**TASK DESCRIPTION**. Give the data again exactly as it is written.

"""

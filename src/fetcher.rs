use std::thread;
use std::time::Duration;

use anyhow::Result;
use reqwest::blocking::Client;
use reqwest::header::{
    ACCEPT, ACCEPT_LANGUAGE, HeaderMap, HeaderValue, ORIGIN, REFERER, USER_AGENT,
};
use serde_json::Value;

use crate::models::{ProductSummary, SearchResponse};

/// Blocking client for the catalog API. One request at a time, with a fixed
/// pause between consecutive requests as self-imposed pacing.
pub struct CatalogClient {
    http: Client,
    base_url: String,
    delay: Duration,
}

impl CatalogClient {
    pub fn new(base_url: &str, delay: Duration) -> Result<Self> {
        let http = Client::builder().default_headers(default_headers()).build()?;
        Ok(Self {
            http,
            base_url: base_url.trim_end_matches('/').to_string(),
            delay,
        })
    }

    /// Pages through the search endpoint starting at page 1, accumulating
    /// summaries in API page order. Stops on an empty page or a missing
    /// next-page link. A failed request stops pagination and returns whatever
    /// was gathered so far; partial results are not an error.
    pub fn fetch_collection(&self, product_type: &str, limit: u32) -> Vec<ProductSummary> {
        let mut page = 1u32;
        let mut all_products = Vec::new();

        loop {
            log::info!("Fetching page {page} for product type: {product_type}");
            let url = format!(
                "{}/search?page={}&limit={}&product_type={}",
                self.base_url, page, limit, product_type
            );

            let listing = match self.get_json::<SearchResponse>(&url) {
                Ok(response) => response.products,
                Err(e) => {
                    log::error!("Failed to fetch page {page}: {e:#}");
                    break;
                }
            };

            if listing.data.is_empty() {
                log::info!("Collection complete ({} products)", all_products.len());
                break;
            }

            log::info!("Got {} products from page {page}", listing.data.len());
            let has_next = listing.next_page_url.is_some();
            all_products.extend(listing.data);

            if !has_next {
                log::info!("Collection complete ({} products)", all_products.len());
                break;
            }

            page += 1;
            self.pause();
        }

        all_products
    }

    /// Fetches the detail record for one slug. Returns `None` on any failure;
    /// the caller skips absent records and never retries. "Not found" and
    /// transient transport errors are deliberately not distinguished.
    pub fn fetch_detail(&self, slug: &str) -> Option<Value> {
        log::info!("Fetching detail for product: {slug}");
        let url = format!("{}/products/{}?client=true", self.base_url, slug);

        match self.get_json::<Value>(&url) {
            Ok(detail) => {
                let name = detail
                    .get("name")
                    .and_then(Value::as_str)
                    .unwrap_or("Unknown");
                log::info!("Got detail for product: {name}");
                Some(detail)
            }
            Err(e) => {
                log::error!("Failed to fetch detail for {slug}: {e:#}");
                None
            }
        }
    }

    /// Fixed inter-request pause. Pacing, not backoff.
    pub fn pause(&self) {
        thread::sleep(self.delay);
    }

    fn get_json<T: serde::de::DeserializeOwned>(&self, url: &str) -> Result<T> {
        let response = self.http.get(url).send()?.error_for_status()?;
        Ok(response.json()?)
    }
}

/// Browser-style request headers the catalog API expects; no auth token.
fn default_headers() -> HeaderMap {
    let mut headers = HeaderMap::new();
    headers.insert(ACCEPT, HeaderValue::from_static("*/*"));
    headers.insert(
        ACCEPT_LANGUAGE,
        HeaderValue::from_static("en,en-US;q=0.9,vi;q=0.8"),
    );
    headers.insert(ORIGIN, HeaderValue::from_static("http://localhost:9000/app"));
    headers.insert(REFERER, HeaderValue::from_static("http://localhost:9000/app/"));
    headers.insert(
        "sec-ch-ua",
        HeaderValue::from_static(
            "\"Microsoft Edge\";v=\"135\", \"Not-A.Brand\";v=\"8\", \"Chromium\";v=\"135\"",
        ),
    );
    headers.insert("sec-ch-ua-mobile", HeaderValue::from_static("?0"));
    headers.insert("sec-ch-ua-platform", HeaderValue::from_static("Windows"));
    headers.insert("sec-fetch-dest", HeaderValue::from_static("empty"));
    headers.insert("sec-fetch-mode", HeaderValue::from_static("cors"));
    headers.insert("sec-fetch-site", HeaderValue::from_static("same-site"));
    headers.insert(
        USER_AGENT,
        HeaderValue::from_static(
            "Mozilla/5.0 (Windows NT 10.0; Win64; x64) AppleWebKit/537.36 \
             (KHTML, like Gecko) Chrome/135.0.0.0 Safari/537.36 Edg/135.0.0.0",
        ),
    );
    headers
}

"""

**RESPONSE**.
filename src/fetcher.rs
use std::thread;
use std::time::Duration;

use anyhow::Result;
use reqwest::blocking::Client;
use reqwest::header::{
    ACCEPT, ACCEPT_LANGUAGE, HeaderMap, HeaderValue, ORIGIN, REFERER, USER_AGENT,
};
use serde_json::Value;

use crate::models::{ProductSummary, SearchResponse};

/// Blocking client for the catalog API. One request at a time, with a fixed
/// pause between consecutive requests as self-imposed pacing.
pub struct CatalogClient {
    http: Client,
    base_url: String,
    delay: Duration,
}

impl CatalogClient {
    pub fn new(base_url: &str, delay: Duration) -> Result<Self> {
        let http = Client::builder().default_headers(default_headers()).build()?;
        Ok(Self {
            http,
            base_url: base_url.trim_end_matches('/').to_string(),
            delay,
        })
    }

    /// Pages through the search endpoint starting at page 1, accumulating
    /// summaries in API page order. Stops on an empty page or a missing
    /// next-page link. A failed request stops pagination and returns whatever
    /// was gathered so far; partial results are not an error.
    pub fn fetch_collection(&self, product_type: &str, limit: u32) -> Vec<ProductSummary> {
        let mut page = 1u32;
        let mut all_products = Vec::new();

        loop {
            log::info!("Fetching page {page} for product type: {product_type}");
            let url = format!(
                "{}/search?page={}&limit={}&product_type={}",
                self.base_url, page, limit, product_type
            );

            let listing = match self.get_json::<SearchResponse>(&url) {
                Ok(response) => response.products,
                Err(e) => {
                    log::error!("Failed to fetch page {page}: {e:#}");
                    break;
                }
            };

            if listing.data.is_empty() {
                log::info!("Collection complete ({} products)", all_products.len());
                break;
            }

            log::info!("Got {} products from page {page}", listing.data.len());
            let has_next = listing.next_page_url.is_some();
            all_products.extend(listing.data);

            if !has_next {
                log::info!("Collection complete ({} products)", all_products.len());
                break;
            }

            page += 1;
            self.pause();
        }

        all_products
    }

    /// Fetches the detail record for one slug. Returns `None` on any failure;
    /// the caller skips absent records and never retries. "Not found" and
    /// transient transport errors are deliberately not distinguished.
    pub fn fetch_detail(&self, slug: &str) -> Option<Value> {
        log::info!("Fetching detail for product: {slug}");
        let url = format!("{}/products/{}?client=true", self.base_url, slug);

        match self.get_json::<Value>(&url) {
            Ok(detail) => {
                let name = detail
                    .get("name")
                    .and_then(Value::as_str)
                    .unwrap_or("Unknown");
                log::info!("Got detail for product: {name}");
                Some(detail)
            }
            Err(e) => {
                log::error!("Failed to fetch detail for {slug}: {e:#}");
                None
            }
        }
    }

    /// Fixed inter-request pause. Pacing, not backoff.
    pub fn pause(&self) {
        thread::sleep(self.delay);
    }

    fn get_json<T: serde::de::DeserializeOwned>(&self, url: &str) -> Result<T> {
        let response = self.http.get(url).send()?.error_for_status()?;
        Ok(response.json()?)
    }
}

/// Browser-style request headers the catalog API expects; no auth token.
fn default_headers() -> HeaderMap {
    let mut headers = HeaderMap::new();
    headers.insert(ACCEPT, HeaderValue::from_static("*/*"));
    headers.insert(
        ACCEPT_LANGUAGE,
        HeaderValue::from_static("en,en-US;q=0.9,vi;q=0.8"),
    );
    headers.insert(ORIGIN, HeaderValue::from_static("http://localhost:9000/app"));
    headers.insert(REFERER, HeaderValue::from_static("http://localhost:9000/app/"));
    headers.insert(
        "sec-ch-ua",
        HeaderValue::from_static(
            "\"Microsoft Edge\";v=\"135\", \"Not-A.Brand\";v=\"8\", \"Chromium\";v=\"135\"",
        ),
    );
    headers.insert("sec-ch-ua-mobile", HeaderValue::from_static("?0"));
    headers.insert("sec-ch-ua-platform", HeaderValue::from_static("Windows"));
    headers.insert("sec-fetch-dest", HeaderValue::from_static("empty"));
    headers.insert("sec-fetch-mode", HeaderValue::from_static("cors"));
    headers.insert("sec-fetch-site", HeaderValue::from_static("same-site"));
    headers.insert(
        USER_AGENT,
        HeaderValue::from_static(
            "Mozilla/5.0 (Windows NT 10.0; Win64; x64) AppleWebKit/537.36 \
             (KHTML, like Gecko) Chrome/135.0.0.0 Safari/537.36 Edg/135.0.0.0",
        ),
    );
    headers
}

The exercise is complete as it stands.